* _Collected data_
//! Shared primitives for provider-agnostic LLM access.
//!
//! The orchestrator interacts with language models exclusively through the
//! [`LLMProvider`] trait. The trait abstracts over concrete vendor wire
//! formats (OpenAI, Anthropic, xAI, local OpenAI-compatible servers) while
//! the supporting structs describe chat messages, tool calls, and token
//! accounting. Concrete providers live outside this crate; hosts select one
//! via `LLM_PROVIDER` and hand it to the
//! [`AgentBuilder`](crate::factory::AgentBuilder).
//!
//! # Message shape
//!
//! A session history is an ordered list of [`Message`]s. Assistant turns
//! may carry [`ToolCall`]s (and then an empty `content` is legal); tool
//! turns echo the originating call id in `tool_call_id` so the provider can
//! pair requests and replies deterministically.

use async_trait::async_trait;
use serde::{Deserialize, Serialize};
use serde_json::Value;
use std::fmt;

/// Role of a chat message.
#[derive(Debug, Clone, Copy, PartialEq, Eq, Serialize, Deserialize)]
#[serde(rename_all = "lowercase")]
pub enum Role {
    /// Primes or constrains assistant behaviour.
    System,
    /// End-user request.
    User,
    /// Model output; may request tool calls.
    Assistant,
    /// Result of a tool call, correlated via `tool_call_id`.
    Tool,
}

impl fmt::Display for Role {
    fn fmt(&self, f: &mut fmt::Formatter<'_>) -> fmt::Result {
        let s = match self {
            Role::System => "system",
            Role::User => "user",
            Role::Assistant => "assistant",
            Role::Tool => "tool",
        };
        write!(f, "{}", s)
    }
}

impl Role {
    /// Parse a stored role string back into a [`Role`].
    pub fn parse(s: &str) -> Option<Role> {
        match s {
            "system" => Some(Role::System),
            "user" => Some(Role::User),
            "assistant" => Some(Role::Assistant),
            "tool" => Some(Role::Tool),
            _ => None,
        }
    }
}

/// A single tool invocation requested by the model.
///
/// The provider-assigned `id` is echoed back on the corresponding
/// tool-role [`Message`] so results can be paired with requests.
#[derive(Debug, Clone, PartialEq, Serialize, Deserialize)]
pub struct ToolCall {
    /// Provider-assigned call id, e.g. `"call_abc123"`.
    pub id: String,
    /// Tool name matching a registered [`ToolSpec`](crate::tool_registry::ToolSpec).
    pub name: String,
    /// JSON arguments supplied by the model.
    pub arguments: Value,
}

/// One record of session history.
#[derive(Debug, Clone, Serialize, Deserialize)]
pub struct Message {
    pub role: Role,
    /// May be empty on assistant turns that only carry tool calls.
    pub content: String,
    /// Tool calls requested by an assistant turn. Empty otherwise.
    #[serde(default, skip_serializing_if = "Vec::is_empty")]
    pub tool_calls: Vec<ToolCall>,
    /// Originating call id on tool turns.
    #[serde(default, skip_serializing_if = "Option::is_none")]
    pub tool_call_id: Option<String>,
}

impl Message {
    /// Build a plain message with no tool bookkeeping.
    pub fn new(role: Role, content: impl Into<String>) -> Self {
        Self {
            role,
            content: content.into(),
            tool_calls: Vec::new(),
            tool_call_id: None,
        }
    }

    /// Build an assistant turn carrying tool calls.
    pub fn assistant_with_tool_calls(content: impl Into<String>, tool_calls: Vec<ToolCall>) -> Self {
        Self {
            role: Role::Assistant,
            content: content.into(),
            tool_calls,
            tool_call_id: None,
        }
    }

    /// Build a tool-result turn for the given call id.
    pub fn tool_result(tool_call_id: impl Into<String>, content: impl Into<String>) -> Self {
        Self {
            role: Role::Tool,
            content: content.into(),
            tool_calls: Vec::new(),
            tool_call_id: Some(tool_call_id.into()),
        }
    }
}

/// Prompt/completion token accounting reported by a provider.
#[derive(Debug, Clone, Copy, Default, PartialEq, Eq, Serialize, Deserialize)]
pub struct Usage {
    pub prompt_tokens: u64,
    pub completion_tokens: u64,
    pub total_tokens: u64,
}

/// Provider-agnostic tool schema handed to the model with a chat request.
///
/// Derived from [`ToolSpec`](crate::tool_registry::ToolSpec); the
/// `input_schema` is forwarded verbatim.
#[derive(Debug, Clone, Serialize, Deserialize)]
pub struct ToolDefinition {
    pub name: String,
    pub description: String,
    /// JSON Schema object describing accepted arguments.
    pub input_schema: Value,
}

/// One completed chat round-trip.
#[derive(Debug, Clone, Default)]
pub struct ChatResponse {
    /// Assistant text; may be empty when tool calls are present.
    pub content: String,
    /// Tool calls the model wants executed, in declaration order.
    pub tool_calls: Vec<ToolCall>,
    /// Token accounting, when the provider reports it.
    pub usage: Option<Usage>,
}

/// Failures surfaced by a provider implementation.
#[derive(Debug, Clone)]
pub enum ProviderError {
    /// The request exceeded the provider's deadline.
    Timeout(String),
    /// Any other API-level failure (auth, rate limit, malformed reply).
    Api(String),
}

impl fmt::Display for ProviderError {
    fn fmt(&self, f: &mut fmt::Formatter<'_>) -> fmt::Result {
        match self {
            ProviderError::Timeout(msg) => write!(f, "Provider timeout: {}", msg),
            ProviderError::Api(msg) => write!(f, "Provider error: {}", msg),
        }
    }
}

impl std::error::Error for ProviderError {}

/// Trait-driven abstraction over a concrete LLM vendor.
///
/// Implementations translate the uniform request into the vendor wire
/// format and back. They must be thread-safe (`Send + Sync`) so a single
/// client can be shared between agents. Conversation bookkeeping is
/// deliberately excluded; that belongs to the
/// [`MemoryStore`](crate::memory::MemoryStore) and the orchestrator.
#[async_trait]
pub trait LLMProvider: Send + Sync {
    /// Send the full message list (and tool schemas) and return one
    /// completed round-trip. An empty `tools` slice disables native tool
    /// calling for this request — the orchestrator's fallback iteration
    /// relies on that.
    async fn chat(
        &self,
        messages: &[Message],
        tools: &[ToolDefinition],
    ) -> Result<ChatResponse, ProviderError>;

    /// Identifier used to select the upstream model (e.g. `"gpt-4.1"`).
    fn model_name(&self) -> &str;
}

* _WHAT IS BEING ASKED_
Using the entries above, return each line in which the word "Option" occurs.

* _WORKED SOLUTION_
    pub fn parse(s: &str) -> Option<Role> {
    #[serde(default, skip_serializing_if = "Option::is_none")]
    pub tool_call_id: Option<String>,
    pub usage: Option<Usage>,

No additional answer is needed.